Möglich durch „Miniwanzen“

Diese Implantate bzw. „Miniwanzen“ müssten demnach von Agenten, Herstellern oder ahnungslosen Nutzern in die Geräte eingebaut worden sein. In den meisten Fällen werde NSA-Software über Computernetzwerke installiert, berichtete die Zeitung unter Berufung auf Geheimdienstdokumente, Computerexperten und US-Regierungsvertreter.

Mit der Software würden unter anderem das chinesische und russische Militär sowie Computer der mexikanischen Polizei und dortiger Drogenkartelle, aber auch Handelsinstitutionen innerhalb der Europäischen Union ausgespäht, hieß es. Zudem seien Länder wie Indien, Pakistan und Saudi-Arabien ins Visier des Programms geraten. Es gebe keine Belege dafür, dass die Spähsoftware in den USA eingesetzt worden sei, was nach US-Recht illegal gewesen wäre. In China sei auf diese Weise auch eine Abteilung der chinesischen Armee angegriffen worden, die nach Vermutung der USA hinter Cyberattacken im Westen steht. Chinesische Behörden hatten die Vorwürfe stets zurückgewiesen.

NSA entwickelt geheim Quantencomputer

Die NSA arbeitet einem Zeitungsbericht von Anfang Jänner zufolge an der Entwicklung eines Quantencomputers. Dieser solle in der Lage sein, nahezu alle Verschlüsselungen etwa bei Banken, in der Forschung und von Regierungen zu knacken, berichtete die US-Tageszeitung „Washington Post“ unter Berufung auf Dokumente von Snowden.

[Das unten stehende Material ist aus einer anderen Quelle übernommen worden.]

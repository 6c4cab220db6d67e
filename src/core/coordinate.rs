//! View coordinates.
//!
//! Immutable value objects describing which versions are visible and how
//! ties are broken. A coordinate never mutates; deriving a variant clones.

use std::collections::BTreeSet;

use serde::{Deserialize, Serialize};

use super::identity::Nid;
use super::status::Status;
use super::time::VersionTime;

/// How competing versions are ordered.
#[derive(Clone, Copy, Debug, PartialEq, Eq, Hash, Serialize, Deserialize)]
#[serde(rename_all = "snake_case")]
pub enum Precedence {
    /// Versions on the coordinate's path (and its origins, nearest first)
    /// shadow versions on other paths.
    Path,
    /// Greatest time wins regardless of path.
    Time,
}

/// Which definitional premise a view consumes.
#[derive(Clone, Copy, Debug, PartialEq, Eq, Hash, Serialize, Deserialize)]
#[serde(rename_all = "snake_case")]
pub enum PremiseType {
    Stated,
    Inferred,
}

/// Status/module/time constraints on version visibility.
///
/// An empty module set admits every module.
#[derive(Clone, Debug, PartialEq, Eq, Hash, Serialize, Deserialize)]
pub struct StampFilter {
    pub allowed_states: BTreeSet<Status>,
    pub time: VersionTime,
    pub modules: BTreeSet<Nid>,
}

impl StampFilter {
    pub fn new(allowed_states: BTreeSet<Status>, time: VersionTime, modules: BTreeSet<Nid>) -> Self {
        Self {
            allowed_states,
            time,
            modules,
        }
    }

    /// Active-only, any module, latest time (uncommitted included).
    pub fn active_latest() -> Self {
        Self {
            allowed_states: BTreeSet::from([Status::Active]),
            time: VersionTime::LATEST,
            modules: BTreeSet::new(),
        }
    }

    /// Active and inactive, any module, latest time.
    pub fn active_and_inactive_latest() -> Self {
        Self {
            allowed_states: BTreeSet::from([Status::Active, Status::Inactive]),
            time: VersionTime::LATEST,
            modules: BTreeSet::new(),
        }
    }

    pub fn allows(&self, status: Status, time: VersionTime, module: Nid) -> bool {
        self.allowed_states.contains(&status)
            && time <= self.time
            && (self.modules.is_empty() || self.modules.contains(&module))
    }

    pub fn with_time(&self, time: VersionTime) -> Self {
        let mut next = self.clone();
        next.time = time;
        next
    }
}

/// A stamp filter plus precedence policy and preferred path.
#[derive(Clone, Debug, PartialEq, Eq, Hash, Serialize, Deserialize)]
pub struct StampCoordinate {
    pub filter: StampFilter,
    pub precedence: Precedence,
    pub path: Nid,
}

impl StampCoordinate {
    pub fn new(filter: StampFilter, precedence: Precedence, path: Nid) -> Self {
        Self {
            filter,
            precedence,
            path,
        }
    }

    /// Active-only latest view on `path` with path precedence.
    pub fn active_latest_on(path: Nid) -> Self {
        Self::new(StampFilter::active_latest(), Precedence::Path, path)
    }

    pub fn with_time(&self, time: VersionTime) -> Self {
        Self {
            filter: self.filter.with_time(time),
            ..self.clone()
        }
    }
}

/// Language/dialect preference order for description selection.
#[derive(Clone, Debug, PartialEq, Eq, Hash, Serialize, Deserialize)]
pub struct LanguageCoordinate {
    pub language: Nid,
    /// Dialect assemblages, most preferred first.
    pub dialect_preference: Vec<Nid>,
    /// Description types, most preferred first.
    pub type_preference: Vec<Nid>,
}

impl LanguageCoordinate {
    pub fn new(language: Nid, dialect_preference: Vec<Nid>, type_preference: Vec<Nid>) -> Self {
        Self {
            language,
            dialect_preference,
            type_preference,
        }
    }
}

/// The full view coordinate: stamp policy, optional language preference,
/// and which premise the taxonomy/classification layer consumes.
#[derive(Clone, Debug, PartialEq, Eq, Hash, Serialize, Deserialize)]
pub struct ManifoldCoordinate {
    pub stamp: StampCoordinate,
    pub language: Option<LanguageCoordinate>,
    pub premise: PremiseType,
}

impl ManifoldCoordinate {
    pub fn new(
        stamp: StampCoordinate,
        language: Option<LanguageCoordinate>,
        premise: PremiseType,
    ) -> Self {
        Self {
            stamp,
            language,
            premise,
        }
    }

    pub fn stated(stamp: StampCoordinate) -> Self {
        Self::new(stamp, None, PremiseType::Stated)
    }

    pub fn inferred(stamp: StampCoordinate) -> Self {
        Self::new(stamp, None, PremiseType::Inferred)
    }
}
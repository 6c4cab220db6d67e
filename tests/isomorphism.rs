//! Integration tests for expression serialization and the isomorphism
//! engine, exercised end to end through the public API.

use uuid::Uuid;

use glossa::logic::node::ConceptRef;
use glossa::logic::{decode, encode, DataTarget, NodeKind};
use glossa::{
    find_isomorphisms, ExpressionBuilder, IdentifierService, LogicalExpression,
    MemoryIdentifierService, Nid,
};

/// concept ∧ (role ∃ value), one sufficient set.
fn clinical_finding(identifiers: &MemoryIdentifierService) -> LogicalExpression {
    let parent = identifiers.nid_for_uuid(Uuid::new_v4());
    let role = identifiers.nid_for_uuid(Uuid::new_v4());
    let site = identifiers.nid_for_uuid(Uuid::new_v4());

    let mut b = ExpressionBuilder::new().for_concept(identifiers.nid_for_uuid(Uuid::new_v4()));
    let isa = b.concept(ConceptRef::Nid(parent));
    let value = b.concept(ConceptRef::Nid(site));
    let restriction = b.role_some(ConceptRef::Nid(role), value);
    let and = b.and(vec![isa, restriction]);
    b.sufficient_set(and);
    b.build().unwrap()
}

fn with_parents(parents: &[Nid]) -> LogicalExpression {
    let mut b = ExpressionBuilder::new();
    let leaves: Vec<_> = parents
        .iter()
        .map(|p| b.concept(ConceptRef::Nid(*p)))
        .collect();
    let and = b.and(leaves);
    b.necessary_set(and);
    b.build().unwrap()
}

#[test]
fn internal_serialization_round_trips() {
    let identifiers = MemoryIdentifierService::new();
    let expression = clinical_finding(&identifiers);

    let bytes = encode(&expression);
    let decoded = decode(bytes, DataTarget::Internal).unwrap();
    assert_eq!(decoded, expression);
}

#[test]
fn external_conversion_is_stable_after_one_round_trip() {
    let identifiers = MemoryIdentifierService::new();
    let expression = clinical_finding(&identifiers);

    let external = expression.to_external(&identifiers).unwrap();
    let internal = external.to_internal(&identifiers).unwrap();
    assert_eq!(internal, expression);
    assert_eq!(internal.to_external(&identifiers).unwrap(), external);

    // External form serializes and round-trips too.
    let bytes = encode(&external);
    assert_eq!(decode(bytes, DataTarget::External).unwrap(), external);
}

#[test]
fn equality_ignores_commutative_child_order() {
    let left = with_parents(&[Nid(10), Nid(11)]);
    let right = with_parents(&[Nid(11), Nid(10)]);
    assert_eq!(left, right);
}

#[test]
fn self_isomorphism_maps_every_node() {
    let identifiers = MemoryIdentifierService::new();
    let expression = clinical_finding(&identifiers);

    let results = find_isomorphisms(&expression, &expression);
    assert_eq!(results.solution.score(), expression.node_count());
    assert_eq!(
        results.isomorphic_expression.node_count(),
        expression.node_count()
    );
    assert!(results.additions.is_empty());
    assert!(results.deletions.is_empty());
    assert!(results.added_relationship_roots.is_empty());
    assert!(results.deleted_relationship_roots.is_empty());
}

#[test]
fn single_leaf_change_reports_one_root_each_way() {
    let reference = with_parents(&[Nid(10), Nid(11), Nid(12)]);
    let comparison = with_parents(&[Nid(10), Nid(11), Nid(13)]);

    let results = find_isomorphisms(&reference, &comparison);
    assert_eq!(results.added_relationship_roots.len(), 1);
    assert_eq!(results.deleted_relationship_roots.len(), 1);
    // All ancestors of the changed leaf still match.
    assert_eq!(
        results.isomorphic_expression.node_count(),
        reference.node_count() - 1
    );

    let added = results.added_relationship_roots[0];
    assert!(matches!(
        reference.node(added).kind,
        NodeKind::Concept {
            concept: ConceptRef::Nid(Nid(12))
        }
    ));
    let deleted = results.deleted_relationship_roots[0];
    assert!(matches!(
        comparison.node(deleted).kind,
        NodeKind::Concept {
            concept: ConceptRef::Nid(Nid(13))
        }
    ));
}

#[test]
fn merged_expression_carries_both_definitions() {
    let reference = with_parents(&[Nid(10), Nid(11)]);
    let comparison = with_parents(&[Nid(10), Nid(12)]);

    let results = find_isomorphisms(&reference, &comparison);
    assert_eq!(
        results.merged_expression.isa_target_nids(),
        vec![Nid(10), Nid(11), Nid(12)]
    );
}

#[test]
fn repeated_runs_are_deterministic() {
    // Symmetric definitions admit several maximal mappings.
    let reference = with_parents(&[Nid(10), Nid(10), Nid(11)]);
    let comparison = with_parents(&[Nid(11), Nid(10), Nid(10)]);

    let first = find_isomorphisms(&reference, &comparison);
    for _ in 0..10 {
        let again = find_isomorphisms(&reference, &comparison);
        assert_eq!(again.solution, first.solution);
        assert_eq!(again.merged_expression, first.merged_expression);
    }
}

Die Arbeit für den Quantencomputer sei Teil eines mit rund 80 Millionen Dollar (58 Mio. Euro) finanzierten Forschungsprogramms „Penetrating Hard Targets“ (In harte Ziele eindringen). Einzelheiten - vor allem wie weit das Programm bereits sei - wurden zunächst nicht bekannt. Weite Teile des Forschungsprogramms seien geheim, hieß es. Der Geheimdienst könnte sich dem Bericht zufolge damit umfangreichen Zugriff auf Bank-, Gesundheits-, Regierungs- und Wirtschaftsnetzwerke verschaffen.

„Kopf-an-Kopf-Rennen“

Wissenschaftler fragten sich laut „Washington Post“ bereits seit längerem, ob die NSA-Forschung bei der Entwicklung des Superrechner weiter als andere, zivile Labors sei. Zwar sei das ganze Ausmaß der NSA-Forschung nicht bekannt, doch die vorliegenden Dokumente legten nahe, dass die NSA über keinen Vorsprung verfügten, meint das Blatt. Die NSA liefere sich ein „Kopf-an-Kopf-Rennen“ mit Forschungsprojekten, die von der EU und der Schweiz unterstützt würden, heißt es in dem Bericht weiter.

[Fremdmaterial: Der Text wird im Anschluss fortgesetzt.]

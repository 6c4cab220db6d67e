//! Component identity.
//!
//! Nid: dense integer identifier, assigned once, never reused.
//! ComponentId: primordial UUID plus alias UUIDs.
//! IdentifierService: the external boundary that owns nid assignment.

use std::collections::HashMap;
use std::fmt;
use std::sync::Mutex;

use serde::{Deserialize, Serialize};
use uuid::Uuid;

use super::error::CoreError;

/// Dense integer component identifier.
///
/// Stable within one store instance. The core never invents nids; it only
/// requests them from an [`IdentifierService`].
#[derive(Clone, Copy, PartialEq, Eq, PartialOrd, Ord, Hash, Serialize, Deserialize)]
#[serde(transparent)]
pub struct Nid(pub i32);

impl Nid {
    pub fn value(self) -> i32 {
        self.0
    }
}

impl fmt::Debug for Nid {
    fn fmt(&self, f: &mut fmt::Formatter<'_>) -> fmt::Result {
        write!(f, "Nid({})", self.0)
    }
}

impl fmt::Display for Nid {
    fn fmt(&self, f: &mut fmt::Formatter<'_>) -> fmt::Result {
        write!(f, "{}", self.0)
    }
}

/// Component identity: one primordial UUID plus zero or more aliases.
#[derive(Clone, Debug, PartialEq, Eq, Serialize, Deserialize)]
pub struct ComponentId {
    primordial: Uuid,
    additional: Vec<Uuid>,
}

impl ComponentId {
    pub fn new(primordial: Uuid) -> Self {
        Self {
            primordial,
            additional: Vec::new(),
        }
    }

    pub fn with_additional(primordial: Uuid, additional: Vec<Uuid>) -> Self {
        Self {
            primordial,
            additional,
        }
    }

    pub fn primordial(&self) -> Uuid {
        self.primordial
    }

    pub fn additional(&self) -> &[Uuid] {
        &self.additional
    }

    /// All UUIDs naming this component, primordial first.
    pub fn uuids(&self) -> impl Iterator<Item = Uuid> + '_ {
        std::iter::once(self.primordial).chain(self.additional.iter().copied())
    }

    pub fn add_alias(&mut self, alias: Uuid) {
        if alias != self.primordial && !self.additional.contains(&alias) {
            self.additional.push(alias);
        }
    }
}

/// The identifier boundary: nid ⇄ UUID resolution and nid assignment.
///
/// Concurrent allocation must be serialized by the implementation.
pub trait IdentifierService: Send + Sync {
    /// Resolve a UUID to its nid, assigning a fresh nid on first sight.
    fn nid_for_uuid(&self, uuid: Uuid) -> Nid;

    /// Resolve a UUID to its nid without assigning.
    fn get_nid_for_uuid(&self, uuid: Uuid) -> Result<Nid, CoreError>;

    /// Resolve a nid back to its primordial UUID.
    fn uuid_for_nid(&self, nid: Nid) -> Result<Uuid, CoreError>;
}

#[derive(Default)]
struct IdentifierTables {
    by_uuid: HashMap<Uuid, Nid>,
    by_nid: HashMap<Nid, Uuid>,
    next: i32,
}

/// In-memory identifier service.
///
/// Allocation is serialized behind a single mutex; lookups share it because
/// the tables are small and write-mostly only during load.
pub struct MemoryIdentifierService {
    tables: Mutex<IdentifierTables>,
}

impl MemoryIdentifierService {
    pub fn new() -> Self {
        Self {
            tables: Mutex::new(IdentifierTables {
                by_uuid: HashMap::new(),
                by_nid: HashMap::new(),
                next: 1,
            }),
        }
    }
}

impl Default for MemoryIdentifierService {
    fn default() -> Self {
        Self::new()
    }
}

impl IdentifierService for MemoryIdentifierService {
    fn nid_for_uuid(&self, uuid: Uuid) -> Nid {
        let mut tables = self.tables.lock().unwrap_or_else(|e| e.into_inner());
        if let Some(nid) = tables.by_uuid.get(&uuid) {
            return *nid;
        }
        let nid = Nid(tables.next);
        tables.next += 1;
        tables.by_uuid.insert(uuid, nid);
        tables.by_nid.insert(nid, uuid);
        nid
    }

    fn get_nid_for_uuid(&self, uuid: Uuid) -> Result<Nid, CoreError> {
        let tables = self.tables.lock().unwrap_or_else(|e| e.into_inner());
        tables
            .by_uuid
            .get(&uuid)
            .copied()
            .ok_or(CoreError::UnknownUuid { uuid })
    }

    fn uuid_for_nid(&self, nid: Nid) -> Result<Uuid, CoreError> {
        let tables = self.tables.lock().unwrap_or_else(|e| e.into_inner());
        tables
            .by_nid
            .get(&nid)
            .copied()
            .ok_or(CoreError::UnknownNid { nid })
    }
}
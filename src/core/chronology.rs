//! Chronicles: append-only per-component version histories, and the STAMP
//! resolution that picks the single visible version for a coordinate.
//!
//! INVARIANT: a chronicle holds at least one version, and at most one
//! uncommitted version per author. Nothing is ever removed from the list.

use serde::{Deserialize, Serialize};

use super::coordinate::{Precedence, StampCoordinate};
use super::error::VersionError;
use super::identity::{ComponentId, Nid};
use super::stamp::{Stamp, StampService};
use super::status::Status;
use super::time::VersionTime;
use super::version::{Version, VersionPayload};

/// Result of "latest version for coordinate".
///
/// A contradiction (two or more mutually incomparable survivors) is a
/// first-class result, not an error: callers must branch on it. The system
/// never silently picks an arbitrary winner.
#[derive(Clone, Debug, PartialEq, Eq)]
pub enum LatestVersion<'a> {
    Absent,
    One(&'a Version),
    Contradiction(Vec<&'a Version>),
}

impl<'a> LatestVersion<'a> {
    pub fn is_absent(&self) -> bool {
        matches!(self, LatestVersion::Absent)
    }

    pub fn is_contradicted(&self) -> bool {
        matches!(self, LatestVersion::Contradiction(_))
    }

    /// The single visible version, if resolution was unambiguous.
    pub fn one(&self) -> Option<&'a Version> {
        match self {
            LatestVersion::One(v) => Some(v),
            _ => None,
        }
    }
}

/// Append-only version history of one component.
#[derive(Clone, Debug, Serialize, Deserialize)]
pub struct Chronology {
    id: ComponentId,
    nid: Nid,
    assemblage: Nid,
    referenced_component: Option<Nid>,
    versions: Vec<Version>,
}

impl Chronology {
    /// A chronicle is born with its first version; there is no empty state.
    pub fn new(
        id: ComponentId,
        nid: Nid,
        assemblage: Nid,
        referenced_component: Option<Nid>,
        first: Version,
    ) -> Self {
        Self {
            id,
            nid,
            assemblage,
            referenced_component,
            versions: vec![first],
        }
    }

    pub fn id(&self) -> &ComponentId {
        &self.id
    }

    pub fn nid(&self) -> Nid {
        self.nid
    }

    pub fn assemblage(&self) -> Nid {
        self.assemblage
    }

    pub fn referenced_component(&self) -> Option<Nid> {
        self.referenced_component
    }

    /// Versions in insertion order (not time order).
    pub fn versions(&self) -> &[Version] {
        &self.versions
    }

    fn uncommitted_position(
        &self,
        service: &StampService,
        author: Nid,
    ) -> Result<Option<usize>, VersionError> {
        for (i, v) in self.versions.iter().enumerate() {
            let stamp = service.stamp_for_key(v.stamp())?;
            if !stamp.is_committed() && stamp.author == author {
                return Ok(Some(i));
            }
        }
        Ok(None)
    }

    /// Append a new uncommitted version.
    ///
    /// Fails fast if `author` already holds an uncommitted version on this
    /// chronicle; the existing slot must be committed first.
    pub fn create_mutable_version(
        &mut self,
        service: &StampService,
        status: Status,
        author: Nid,
        module: Nid,
        path: Nid,
        payload: VersionPayload,
    ) -> Result<&Version, VersionError> {
        if self.uncommitted_position(service, author)?.is_some() {
            return Err(VersionError::UncommittedExists {
                nid: self.nid,
                author,
            });
        }
        let key = service.key_for_stamp(Stamp::new(
            status,
            VersionTime::UNCOMMITTED,
            author,
            module,
            path,
        ));
        self.versions.push(Version::new(key, payload));
        tracing::debug!(nid = self.nid.value(), author = author.value(), "mutable version created");
        Ok(self.versions.last().expect("just pushed"))
    }

    /// Replace the payload of `author`'s uncommitted version.
    ///
    /// Committed versions are immutable; without an uncommitted slot this is
    /// an illegal mutation.
    pub fn update_uncommitted(
        &mut self,
        service: &StampService,
        author: Nid,
        payload: VersionPayload,
    ) -> Result<(), VersionError> {
        match self.uncommitted_position(service, author)? {
            Some(i) => {
                self.versions[i].set_payload(payload);
                Ok(())
            }
            None => Err(VersionError::CommittedImmutable { nid: self.nid }),
        }
    }

    /// Commit `author`'s uncommitted version, swapping the sentinel time for
    /// `time` through a freshly interned stamp. Atomic from the caller's
    /// perspective: the version either has the sentinel or the real time.
    pub fn commit(
        &mut self,
        service: &StampService,
        author: Nid,
        time: VersionTime,
    ) -> Result<(), VersionError> {
        let position = self
            .uncommitted_position(service, author)?
            .ok_or(VersionError::NothingToCommit {
                nid: self.nid,
                author,
            })?;
        let old = service.stamp_for_key(self.versions[position].stamp())?;
        let key = service.key_for_stamp(Stamp::new(
            old.status, time, old.author, old.module, old.path,
        ));
        self.versions[position].set_stamp(key);
        tracing::debug!(
            nid = self.nid.value(),
            author = author.value(),
            time = time.millis(),
            "version committed"
        );
        Ok(())
    }

    /// Resolve the single visible "latest" version under `coordinate`.
    ///
    /// Pure function of the chronicle and coordinate. Filters by
    /// status/module/time, then applies the coordinate's precedence policy;
    /// survivors with no remaining order form a contradiction set.
    pub fn latest_version<'a>(
        &'a self,
        coordinate: &StampCoordinate,
        service: &StampService,
    ) -> LatestVersion<'a> {
        let filtered: Vec<(&Version, Stamp)> = self
            .versions
            .iter()
            .filter_map(|v| {
                let stamp = service.stamp_for_key(v.stamp()).ok()?;
                coordinate
                    .filter
                    .allows(stamp.status, stamp.time, stamp.module)
                    .then_some((v, stamp))
            })
            .collect();
        if filtered.is_empty() {
            return LatestVersion::Absent;
        }

        match coordinate.precedence {
            Precedence::Time => Self::latest_by_time(filtered),
            Precedence::Path => {
                for (path, horizon) in service.path_chain(coordinate.path) {
                    let on_path: Vec<(&Version, Stamp)> = filtered
                        .iter()
                        .filter(|(_, s)| s.path == path && s.time <= horizon)
                        .map(|(v, s)| (*v, s.clone()))
                        .collect();
                    if !on_path.is_empty() {
                        return Self::latest_by_time(on_path);
                    }
                }
                LatestVersion::Absent
            }
        }
    }

    fn latest_by_time(candidates: Vec<(&Version, Stamp)>) -> LatestVersion<'_> {
        let max_time = candidates
            .iter()
            .map(|(_, s)| s.time)
            .max()
            .expect("candidates non-empty");
        let at_max: Vec<&Version> = candidates
            .into_iter()
            .filter(|(_, s)| s.time == max_time)
            .map(|(v, _)| v)
            .collect();
        match at_max.as_slice() {
            [single] => LatestVersion::One(single),
            _ => LatestVersion::Contradiction(at_max),
        }
    }
}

Jede Verschlüsselung knackbar

Ein Quantencomputer gilt als sehr viel leistungsstärker und schneller als normale Digitalcomputer. Bei herkömmlichen Computern nimmt ein Bit einen von zwei möglichen Zuständen an, die mit „null“ und „eins“ beschrieben werden. In Quantencomputern dagegen werden Qubits verwendet, die nicht entweder „null“ oder „eins“ sind, sondern sowohl „null“ als auch „eins“ - und zwar gleichzeitig.

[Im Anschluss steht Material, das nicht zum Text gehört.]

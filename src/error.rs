use thiserror::Error;

use crate::classify::ReasonerError;
use crate::config::ConfigError;
use crate::core::{CoreError, StoreError, VersionError};
use crate::logic::{BuildError, WireError};
use crate::taxonomy::TaxonomyError;

/// Whether retrying this operation may succeed.
#[derive(Debug, Copy, Clone, Eq, PartialEq)]
pub enum Transience {
    /// Retry will never help without changing inputs/state.
    Permanent,
    /// Retry may help (transient contention/outage).
    Retryable,
    /// Unknown if retry will help.
    Unknown,
}

impl Transience {
    pub fn is_retryable(self) -> bool {
        matches!(self, Transience::Retryable)
    }
}

/// What we know about side effects when an error is returned.
#[derive(Debug, Copy, Clone, Eq, PartialEq)]
pub enum Effect {
    /// Definitely no side effects occurred.
    None,
    /// Side effects definitely occurred.
    Some,
    /// We don't know if side effects occurred.
    Unknown,
}

impl Effect {
    pub fn as_str(self) -> &'static str {
        match self {
            Effect::None => "none",
            Effect::Some => "some",
            Effect::Unknown => "unknown",
        }
    }
}

/// Crate-level convenience error.
///
/// Not a "god error": it is a thin wrapper over canonical capability errors.
#[derive(Error, Debug)]
#[non_exhaustive]
pub enum Error {
    #[error(transparent)]
    Core(#[from] CoreError),

    #[error(transparent)]
    Version(#[from] VersionError),

    #[error(transparent)]
    Store(#[from] StoreError),

    #[error(transparent)]
    Build(#[from] BuildError),

    #[error(transparent)]
    Wire(#[from] WireError),

    #[error(transparent)]
    Taxonomy(#[from] TaxonomyError),

    #[error(transparent)]
    Reasoner(#[from] ReasonerError),

    #[error(transparent)]
    Config(#[from] ConfigError),
}

impl Error {
    pub fn transience(&self) -> Transience {
        match self {
            Error::Core(e) => e.transience(),
            Error::Version(e) => e.transience(),
            Error::Store(e) => e.transience(),
            Error::Build(e) => e.transience(),
            Error::Wire(e) => e.transience(),
            Error::Taxonomy(e) => e.transience(),
            Error::Reasoner(e) => e.transience(),
            Error::Config(e) => e.transience(),
        }
    }

    pub fn effect(&self) -> Effect {
        match self {
            Error::Core(e) => e.effect(),
            Error::Version(e) => e.effect(),
            Error::Store(e) => e.effect(),
            Error::Build(e) => e.effect(),
            Error::Wire(e) => e.effect(),
            Error::Taxonomy(e) => e.effect(),
            Error::Reasoner(e) => e.effect(),
            Error::Config(e) => e.effect(),
        }
    }
}

pub type Result<T, E = Error> = std::result::Result<T, E>;
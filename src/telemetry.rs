//! Tracing setup.

use tracing_subscriber::layer::SubscriberExt;
use tracing_subscriber::util::SubscriberInitExt;
use tracing_subscriber::{fmt, EnvFilter, Registry};

use crate::config::LoggingConfig;

/// Install the global subscriber. `RUST_LOG` overrides the configured
/// filter. Safe to call more than once; later calls are no-ops.
pub fn init(logging: &LoggingConfig) {
    let filter = EnvFilter::try_from_default_env()
        .unwrap_or_else(|_| EnvFilter::new(logging.filter.clone()));
    let _ = Registry::default()
        .with(filter)
        .with(fmt::layer().with_target(true))
        .try_init();
}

Damit können Quantencomputer alle Bit-Kombinationen gleichzeitig erfassen und manipulieren. Das wiederum führt dazu, dass Quantencomputer theoretisch bedeutend schneller arbeiten als Digitalrechner - und damit auch komplizierte Verschlüsselungen knacken können, die für herkömmliche Computer mit deren beschränkter Rechenleistung unüberwindbare Hindernisse darstellen.